Arguments pertinents
1. Acceptation du désistement :
La Cour a appliqué l'article 400 du Code de procédure civile, qui prévoit que le désistement d'appel est admis en toutes matières, sauf disposition contraire. Dans ce cas, SORELEC a officiellement déclaré se désister de son recours en révision, et l'État de Libye a expressément accepté ce désistement. La décision souligne que « le désistement de l'appel est admis en toutes matières, sauf dispositions contraires » (Code de procédure civile - Article 400).
2. Conséquences du désistement :
En conséquence de ce désistement, la Cour a noté que cela entraîne un dessaisissement, ce qui signifie que la Cour n’a plus compétence pour examiner l'affaire. La décision a également obtenu un accord sur le partage des frais, stipulant que chaque partie assumera ses propres coûts engagés au cours de l'instance.

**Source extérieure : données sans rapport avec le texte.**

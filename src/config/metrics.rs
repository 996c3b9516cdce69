use schemars::JsonSchema;
use serde::{Deserialize, Serialize};

use crate::metrics::LatencyUnit;

/// Settings of the request metrics and of the scrape endpoint.
#[derive(Deserialize, Serialize, Debug, Clone, JsonSchema)]
pub struct MetricsConfig {
    /// Value of the constant `app` label on every series.
    pub app_name: String,
    /// Path the scrape endpoint is mounted on.
    #[serde(default = "default_metrics_path")]
    pub path: String,
    #[serde(default)]
    pub latency_unit: LatencyUnit,
}

fn default_metrics_path() -> String {
    "/metrics".to_string()
}
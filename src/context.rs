//! Per-request context shared between the authentication step and the
//! metrics middleware.

use std::sync::{Arc, OnceLock};

use http::Extensions;

/// Typed per-request state stored in the request extensions.
///
/// Clones share the same slot, so a value set by a handler or an inner
/// middleware is visible to the metrics middleware after the handler returns.
#[derive(Clone, Debug, Default)]
pub struct RequestContext {
    client: Arc<OnceLock<String>>,
}

impl RequestContext {
    pub fn new() -> Self {
        Self::default()
    }

    /// Returns the context already attached to `extensions`, attaching a new
    /// one if there is none.
    pub fn attach(extensions: &mut Extensions) -> RequestContext {
        if let Some(ctx) = extensions.get::<RequestContext>() {
            return ctx.clone();
        }
        let ctx = RequestContext::new();
        extensions.insert(ctx.clone());
        ctx
    }

    pub fn from_extensions(extensions: &Extensions) -> Option<&RequestContext> {
        extensions.get::<RequestContext>()
    }

    /// Stores the authenticated client identifier.
    ///
    /// The first value wins; returns `false` if a client was already set.
    pub fn set_client(&self, client: impl Into<String>) -> bool {
        self.client.set(client.into()).is_ok()
    }

    pub fn client(&self) -> Option<&str> {
        self.client.get().map(String::as_str)
    }
}

#[cfg(test)]
mod tests {
    use super::*;

    #[test]
    fn test_attach_reuses_existing_context() {
        let mut extensions = Extensions::new();
        let first = RequestContext::attach(&mut extensions);
        first.set_client("billing");

        let second = RequestContext::attach(&mut extensions);
        assert_eq!(second.client(), Some("billing"));
    }

    #[test]
    fn test_clones_share_the_client_slot() {
        let ctx = RequestContext::new();
        let handle = ctx.clone();
        assert_eq!(handle.client(), None);

        assert!(ctx.set_client("billing"));
        assert_eq!(handle.client(), Some("billing"));
    }

    #[test]
    fn test_first_client_wins() {
        let ctx = RequestContext::new();
        assert!(ctx.set_client("billing"));
        assert!(!ctx.set_client("reports"));
        assert_eq!(ctx.client(), Some("billing"));
    }

    #[test]
    fn test_missing_context_in_extensions() {
        let extensions = Extensions::new();
        assert!(RequestContext::from_extensions(&extensions).is_none());
    }
}
use axum::http::{header, HeaderValue, StatusCode};
use axum::response::{IntoResponse, Response};
use serde_json::json;

/// A general purpose HTTP error type that can be converted into an `IntoResponse`.
#[derive(Debug)]
pub struct HTTPError {
    status: StatusCode,
    message: String,
    www_authenticate: Option<String>,
}

impl HTTPError {
    /// Creates a new HTTP error with the given status code and message.
    pub fn new(
        status: StatusCode,
        message: impl Into<String>,
        www_authenticate: Option<String>,
    ) -> Self {
        HTTPError {
            status,
            message: message.into(),
            www_authenticate,
        }
    }

    pub fn unauthorized(message: impl Into<String>) -> Self {
        Self::new(StatusCode::UNAUTHORIZED, message, Some("Bearer".to_string()))
    }

    pub fn internal(message: impl Into<String>) -> Self {
        Self::new(StatusCode::INTERNAL_SERVER_ERROR, message, None)
    }
}

/// Converts our `HTTPError` into a JSON `{"error": ...}` response.
impl IntoResponse for HTTPError {
    fn into_response(self) -> Response {
        let body = json!({ "error": self.message }).to_string();
        let mut response = (
            self.status,
            [(header::CONTENT_TYPE, "application/json")],
            body,
        )
            .into_response();

        if let Some(challenge) = self.www_authenticate {
            if let Ok(value) = HeaderValue::from_str(&challenge) {
                response
                    .headers_mut()
                    .insert(header::WWW_AUTHENTICATE, value);
            }
        }
        response
    }
}

#[cfg(test)]
mod tests {
    use super::*;

    #[test]
    fn test_unauthorized_carries_challenge() {
        let response = HTTPError::unauthorized("Unauthorized access").into_response();
        assert_eq!(response.status(), StatusCode::UNAUTHORIZED);
        assert_eq!(response.headers()[header::WWW_AUTHENTICATE], "Bearer");
        assert_eq!(response.headers()[header::CONTENT_TYPE], "application/json");
    }

    #[test]
    fn test_internal_has_no_challenge() {
        let response = HTTPError::internal("boom").into_response();
        assert_eq!(response.status(), StatusCode::INTERNAL_SERVER_ERROR);
        assert!(response.headers().get(header::WWW_AUTHENTICATE).is_none());
    }
}
//! HTTP route definitions and handlers.
//!
//! Application routes are measured by the metrics middleware and sit behind
//! the authentication step; the scrape endpoint is mounted outside both.

mod client_routes;
mod health_routes;
mod metrics;

use crate::auth::authenticate_client;
use crate::middleware::MetricsLayer;
use crate::state::AppState;
use crate::utils::http_helpers::HTTPError;
use axum::Router;
use axum::http::StatusCode;
use axum::middleware::from_fn_with_state;

/// Creates the application router with all configured routes.
///
/// The metrics layer is outermost so `401` responses of the authentication
/// step are recorded too. The fallback is installed before the layers so
/// requests to unknown paths are measured as `404`.
pub fn create_router(state: AppState) -> Router {
    let metrics_path = state.config.metrics.path.clone();

    Router::new()
        .merge(health_routes::routes())
        .merge(client_routes::routes())
        .fallback(not_found)
        .layer(from_fn_with_state(state.clone(), authenticate_client))
        .layer(MetricsLayer::new(state.metrics.clone()))
        .merge(metrics::routes(&metrics_path))
        .with_state(state)
}

async fn not_found() -> HTTPError {
    HTTPError::new(StatusCode::NOT_FOUND, "Not found", None)
}
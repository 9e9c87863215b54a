//! Round state and round outcome

use serde::{Deserialize, Serialize};

use crate::types::{Move, RoundNote};

/// Who won once the match is terminal
#[derive(Debug, Clone, Copy, PartialEq, Eq, Default, Serialize, Deserialize)]
#[serde(rename_all = "SCREAMING_SNAKE_CASE")]
pub enum Winner {
    #[default]
    None,
    Player,
    Ai,
    Both,
}

impl Winner {
    /// Winner implied by which sides were hit
    pub fn from_hits(player_hit: bool, ai_hit: bool) -> Winner {
        match (player_hit, ai_hit) {
            (true, true) => Winner::Both,
            (true, false) => Winner::Ai,
            (false, true) => Winner::Player,
            (false, false) => Winner::None,
        }
    }

    pub fn headline(&self) -> &'static str {
        match self {
            Winner::None => "Round continues",
            Winner::Player => "🏆 You win!",
            Winner::Ai => "💀 AI wins!",
            Winner::Both => "🤝 Mutual destruction!",
        }
    }
}

impl std::fmt::Display for Winner {
    fn fmt(&self, f: &mut std::fmt::Formatter<'_>) -> std::fmt::Result {
        let name = match self {
            Winner::None => "NONE",
            Winner::Player => "PLAYER",
            Winner::Ai => "AI",
            Winner::Both => "BOTH",
        };
        write!(f, "{}", name)
    }
}

/// One side's view of a resolved round
#[derive(Debug, Clone, Copy, PartialEq, Serialize, Deserialize)]
pub struct SideResult {
    /// Move as chosen (classifier or AI draw)
    pub requested: Move,
    /// Move after affordability checks
    pub played: Move,
    pub qi_before: f64,
    pub qi_after: f64,
    pub hit: bool,
}

/// Result of one round evaluation
#[derive(Debug, Clone, PartialEq, Serialize, Deserialize)]
pub struct RoundOutcome {
    pub player: SideResult,
    pub ai: SideResult,
    pub winner: Winner,
    pub terminal: bool,
    pub message: String,
    pub notes: Vec<RoundNote>,
}

/// Persistent match state, mutated only by applying a round outcome
#[derive(Debug, Clone, PartialEq, Default, Serialize, Deserialize)]
pub struct RoundState {
    pub player_qi: f64,
    pub ai_qi: f64,
    pub player_move: Option<Move>,
    pub ai_move: Option<Move>,
    pub message: String,
    pub winner: Winner,
    pub terminal: bool,
    /// Rounds resolved since the match started
    pub round: u32,
}

impl RoundState {
    /// Fold a resolved round into the match.
    ///
    /// `terminal` only ever goes from false to true here; clearing it
    /// takes a match restart.
    pub fn apply(&mut self, outcome: &RoundOutcome) {
        self.player_qi = outcome.player.qi_after;
        self.ai_qi = outcome.ai.qi_after;
        self.player_move = Some(outcome.player.played);
        self.ai_move = Some(outcome.ai.played);
        self.message = outcome.message.clone();
        self.round += 1;
        if outcome.terminal && !self.terminal {
            self.terminal = true;
            self.winner = outcome.winner;
        }
    }
}

#[cfg(test)]
mod tests {
    use super::*;

    #[test]
    fn test_winner_from_hits() {
        assert_eq!(Winner::from_hits(true, true), Winner::Both);
        assert_eq!(Winner::from_hits(true, false), Winner::Ai);
        assert_eq!(Winner::from_hits(false, true), Winner::Player);
        assert_eq!(Winner::from_hits(false, false), Winner::None);
    }

    #[test]
    fn test_default_round_state_is_zeroed() {
        let state = RoundState::default();
        assert_eq!(state.player_qi, 0.0);
        assert_eq!(state.ai_qi, 0.0);
        assert!(!state.terminal);
        assert_eq!(state.winner, Winner::None);
    }
}
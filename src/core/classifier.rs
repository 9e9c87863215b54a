//! Gesture classifier: hand landmarks → HandState → player Move
//!
//! A finger counts as extended when its tip is farther from the wrist than
//! `margin` times its mid-joint. Only the four non-thumb fingers are read.
//!
//! Player move priority over all observed hands:
//! 1. no hands → DEFENSE_1 (sensor dropout)
//! 2. two guns → ATTACK_2, one gun → ATTACK_1
//! 3. more fists than open hands → LUCK
//! 4. two open hands → DEFENSE_2, else DEFENSE_1

use crate::config::ClassifierPolicy;
use crate::types::{HandObservation, HandState, Move, FINGERS};
use crate::EXTENSION_MARGIN;

/// Stateless classifier; same landmarks always give the same answer
#[derive(Debug, Clone, Copy)]
pub struct GestureClassifier {
    policy: ClassifierPolicy,
    margin: f64,
    tiered: bool,
}

impl Default for GestureClassifier {
    fn default() -> Self {
        Self::new()
    }
}

impl GestureClassifier {
    /// Fuzzy policy, default margin, both tiers
    pub fn new() -> Self {
        Self {
            policy: ClassifierPolicy::Fuzzy,
            margin: EXTENSION_MARGIN,
            tiered: true,
        }
    }

    pub fn with_policy(policy: ClassifierPolicy, margin: f64, tiered: bool) -> Self {
        Self { policy, margin, tiered }
    }

    /// Extension flags for index, middle, ring, pinky
    pub fn extended_fingers(&self, hand: &HandObservation) -> [bool; 4] {
        FINGERS.map(|(tip, joint)| hand.reach(tip) > hand.reach(joint) * self.margin)
    }

    /// Classify a single hand
    pub fn per_hand(&self, hand: &HandObservation) -> HandState {
        let extended = self.extended_fingers(hand);
        match self.policy {
            ClassifierPolicy::Fuzzy => classify_fuzzy(extended),
            ClassifierPolicy::Strict => classify_strict(extended),
        }
    }

    /// Classify the player's move from every hand currently in view
    pub fn classify_player(&self, hands: &[HandObservation]) -> Move {
        let states: Vec<HandState> = hands.iter().map(|h| self.per_hand(h)).collect();
        let chosen = move_from_states(&states);
        if self.tiered {
            chosen
        } else {
            chosen.collapse_to_single_tier()
        }
    }
}

fn classify_fuzzy(extended: [bool; 4]) -> HandState {
    let index = extended[0];
    let count = extended.iter().filter(|&&e| e).count();

    if index {
        // One stray finger next to the index still reads as a gun
        if count <= 2 {
            HandState::Gun
        } else {
            HandState::Open
        }
    } else if count <= 1 {
        HandState::Fist
    } else {
        HandState::Open
    }
}

fn classify_strict(extended: [bool; 4]) -> HandState {
    match extended {
        [true, true, true, true] => HandState::Open,
        [false, false, false, false] => HandState::Fist,
        [true, false, false, false] => HandState::Gun,
        _ => HandState::Unknown,
    }
}

/// Priority hierarchy over per-hand states
pub fn move_from_states(states: &[HandState]) -> Move {
    if states.is_empty() {
        return Move::Defense1;
    }

    let count = |target: HandState| states.iter().filter(|&&s| s == target).count();
    let guns = count(HandState::Gun);
    let fists = count(HandState::Fist);
    let opens = count(HandState::Open);

    if guns >= 2 {
        Move::Attack2
    } else if guns == 1 {
        Move::Attack1
    } else if fists > opens {
        Move::Luck
    } else if opens >= 2 {
        Move::Defense2
    } else {
        Move::Defense1
    }
}
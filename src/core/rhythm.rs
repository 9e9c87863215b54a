//! Rhythm clock: clap-gated beat state machine
//!
//! State transitions (forward only):
//! - WAITING → BEAT1: clap (or automatically, fixed tempo with auto_continue)
//! - BEAT1 → BEAT2: second clap (adaptive) / interval elapsed (fixed)
//! - BEAT2 → ACTION: interval elapsed; the round is evaluated on entry
//! - ACTION → WAITING: cooldown elapsed, unless the match is terminal
//!
//! Cooperative: `tick` never blocks, reads the caller's clock, and advances
//! at most one phase per call.

use tracing::debug;

use crate::config::TempoMode;
use crate::types::{
    wrist_distance, BeatCue, ClapLatch, HandObservation, RhythmState, ACTION_CUE, LEAD_IN_CUE,
};
use crate::{
    ADAPTIVE_COOLDOWN_FACTOR, CLAP_HYSTERESIS, CLAP_THRESHOLD, DEFAULT_BEAT_INTERVAL_MS,
    FIXED_COOLDOWN_FACTOR,
};

// =============================================================================
// CLAP DETECTION
// =============================================================================

/// Edge-triggered clap detector over two-hand wrist distance.
///
/// ARMED → COOLING when the wrists come within `threshold` (a clap fires);
/// COOLING → ARMED once they separate beyond `threshold + hysteresis`.
#[derive(Debug, Clone)]
pub struct ClapDetector {
    latch: ClapLatch,
    threshold: f64,
    hysteresis: f64,
}

impl Default for ClapDetector {
    fn default() -> Self {
        Self::new(CLAP_THRESHOLD, CLAP_HYSTERESIS)
    }
}

impl ClapDetector {
    pub fn new(threshold: f64, hysteresis: f64) -> Self {
        Self {
            latch: ClapLatch::Armed,
            threshold,
            hysteresis,
        }
    }

    pub fn latch(&self) -> ClapLatch {
        self.latch
    }

    /// Feed one frame; true only on the frame a clap starts.
    /// Frames without exactly two hands leave the latch alone.
    pub fn observe(&mut self, hands: &[HandObservation]) -> bool {
        match hands {
            [a, b] => self.observe_distance(wrist_distance(a, b)),
            _ => false,
        }
    }

    pub fn observe_distance(&mut self, distance: f64) -> bool {
        match self.latch {
            ClapLatch::Armed if distance < self.threshold => {
                self.latch = ClapLatch::Cooling;
                debug!("clap detected at wrist distance {:.1}", distance);
                true
            }
            ClapLatch::Cooling if distance > self.threshold + self.hysteresis => {
                self.latch = ClapLatch::Armed;
                false
            }
            _ => false,
        }
    }

    pub fn reset(&mut self) {
        self.latch = ClapLatch::Armed;
    }
}

// =============================================================================
// CLOCK
// =============================================================================

/// What a tick did to the clock
#[derive(Debug, Clone, Copy, PartialEq, Eq)]
pub enum ClockEvent {
    /// Nothing changed
    Idle,
    /// Entered a lead-in beat (BEAT1 or BEAT2)
    Beat(RhythmState),
    /// Entered ACTION: evaluate the round now
    Action,
    /// Cooldown over, back to WAITING
    Ready,
}

impl ClockEvent {
    /// Sound the presentation layer should play for this event
    pub fn cue(&self) -> Option<BeatCue> {
        match self {
            ClockEvent::Beat(_) => Some(LEAD_IN_CUE),
            ClockEvent::Action => Some(ACTION_CUE),
            ClockEvent::Idle | ClockEvent::Ready => None,
        }
    }
}

/// Interval learned from two lead-in claps
pub fn adaptive_interval(t1: u64, t2: u64, min_ms: u64, max_ms: u64) -> u64 {
    t2.saturating_sub(t1).clamp(min_ms, max_ms)
}

/// The match's beat clock
#[derive(Debug, Clone)]
pub struct RhythmClock {
    tempo: TempoMode,
    state: RhythmState,
    /// When the current phase was entered (ms)
    entered_at: u64,
    t1: Option<u64>,
    t2: Option<u64>,
    interval_ms: u64,
    /// Fixed tempo only: a round has finished, so the next lead-in may start unprompted
    continue_pending: bool,
}

impl RhythmClock {
    pub fn new(tempo: TempoMode) -> Self {
        Self {
            tempo,
            state: RhythmState::Waiting,
            entered_at: 0,
            t1: None,
            t2: None,
            interval_ms: initial_interval(tempo),
            continue_pending: false,
        }
    }

    pub fn state(&self) -> RhythmState {
        self.state
    }

    pub fn interval_ms(&self) -> u64 {
        self.interval_ms
    }

    pub fn t1(&self) -> Option<u64> {
        self.t1
    }

    pub fn t2(&self) -> Option<u64> {
        self.t2
    }

    /// How long ACTION lingers before the next WAITING
    pub fn cooldown_ms(&self) -> u64 {
        let factor = match self.tempo {
            TempoMode::Adaptive { .. } => ADAPTIVE_COOLDOWN_FACTOR,
            TempoMode::Fixed { .. } => FIXED_COOLDOWN_FACTOR,
        };
        (self.interval_ms as f64 * factor).round() as u64
    }

    /// Advance by one cooperative step.
    ///
    /// `clap` is this frame's rising edge from the [`ClapDetector`];
    /// `terminal` halts the clock in ACTION until [`RhythmClock::reset`].
    pub fn tick(&mut self, now_ms: u64, clap: bool, terminal: bool) -> ClockEvent {
        let elapsed = now_ms.saturating_sub(self.entered_at);

        match self.state {
            RhythmState::Waiting => {
                if terminal {
                    return ClockEvent::Idle;
                }
                let auto = self.continue_pending
                    && matches!(self.tempo, TempoMode::Fixed { auto_continue: true, .. });
                if clap || auto {
                    self.continue_pending = false;
                    self.t1 = Some(now_ms);
                    self.t2 = None;
                    self.enter(RhythmState::Beat1, now_ms);
                    return ClockEvent::Beat(RhythmState::Beat1);
                }
                ClockEvent::Idle
            }

            RhythmState::Beat1 => match self.tempo {
                TempoMode::Adaptive { min_ms, max_ms } => {
                    if !clap {
                        return ClockEvent::Idle;
                    }
                    let t1 = self.t1.unwrap_or(self.entered_at);
                    self.t2 = Some(now_ms);
                    self.interval_ms = adaptive_interval(t1, now_ms, min_ms, max_ms);
                    debug!(
                        "tempo learned: {}ms (claps {}ms apart)",
                        self.interval_ms,
                        now_ms.saturating_sub(t1)
                    );
                    self.enter(RhythmState::Beat2, now_ms);
                    ClockEvent::Beat(RhythmState::Beat2)
                }
                TempoMode::Fixed { .. } => {
                    if elapsed < self.interval_ms {
                        return ClockEvent::Idle;
                    }
                    self.t2 = Some(now_ms);
                    self.enter(RhythmState::Beat2, now_ms);
                    ClockEvent::Beat(RhythmState::Beat2)
                }
            },

            RhythmState::Beat2 => {
                if elapsed < self.interval_ms {
                    return ClockEvent::Idle;
                }
                self.enter(RhythmState::Action, now_ms);
                ClockEvent::Action
            }

            RhythmState::Action => {
                if terminal || elapsed < self.cooldown_ms() {
                    return ClockEvent::Idle;
                }
                self.continue_pending = true;
                self.enter(RhythmState::Waiting, now_ms);
                ClockEvent::Ready
            }
        }
    }

    /// Back to WAITING with the configured interval, from any phase
    pub fn reset(&mut self, now_ms: u64) {
        *self = Self::new(self.tempo);
        self.entered_at = now_ms;
    }

    fn enter(&mut self, next: RhythmState, now_ms: u64) {
        debug_assert_eq!(self.state.next(), next);
        debug!("rhythm {} → {} at {}ms", self.state, next, now_ms);
        self.state = next;
        self.entered_at = now_ms;
    }
}

fn initial_interval(tempo: TempoMode) -> u64 {
    match tempo {
        TempoMode::Fixed { interval_ms, .. } => interval_ms,
        TempoMode::Adaptive { min_ms, max_ms } => DEFAULT_BEAT_INTERVAL_MS.clamp(min_ms, max_ms),
    }
}

// =============================================================================
// TESTS
// =============================================================================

Interprétations et citations légales
L'arrêt se réfère principalement à l'article 400 du Code de procédure civile, qui encadre les désistements :
- Code de procédure civile - Article 400 :
« Toute partie peut se désister de son appel, sauf disposition contraire. » Cette règle démontre la flexibilité accordée aux parties en ce qui concerne le retrait de leur recours, ce qui favorise une résolution amiable des différends en évitant un prolongement inutile des procédures judiciaires.
La Cour souligne l’importance de l’acceptation du désistement par l’autre partie, ce qui constitue un principe fondamental de la procédure civile : le respect de l’accord entre les parties. La décision renforce l'idée que le processus judiciaire doit pouvoir se conclure sans opposition si les parties sont parvenues à un consensus.
En somme, l'arrêt du 8 novembre 2022 illustre l'application pratique des règles de désistement dans le cadre du Code de procédure civile, tout en mettant en avant l'importance de l'accord entre les parties pour la clôture d'une instance.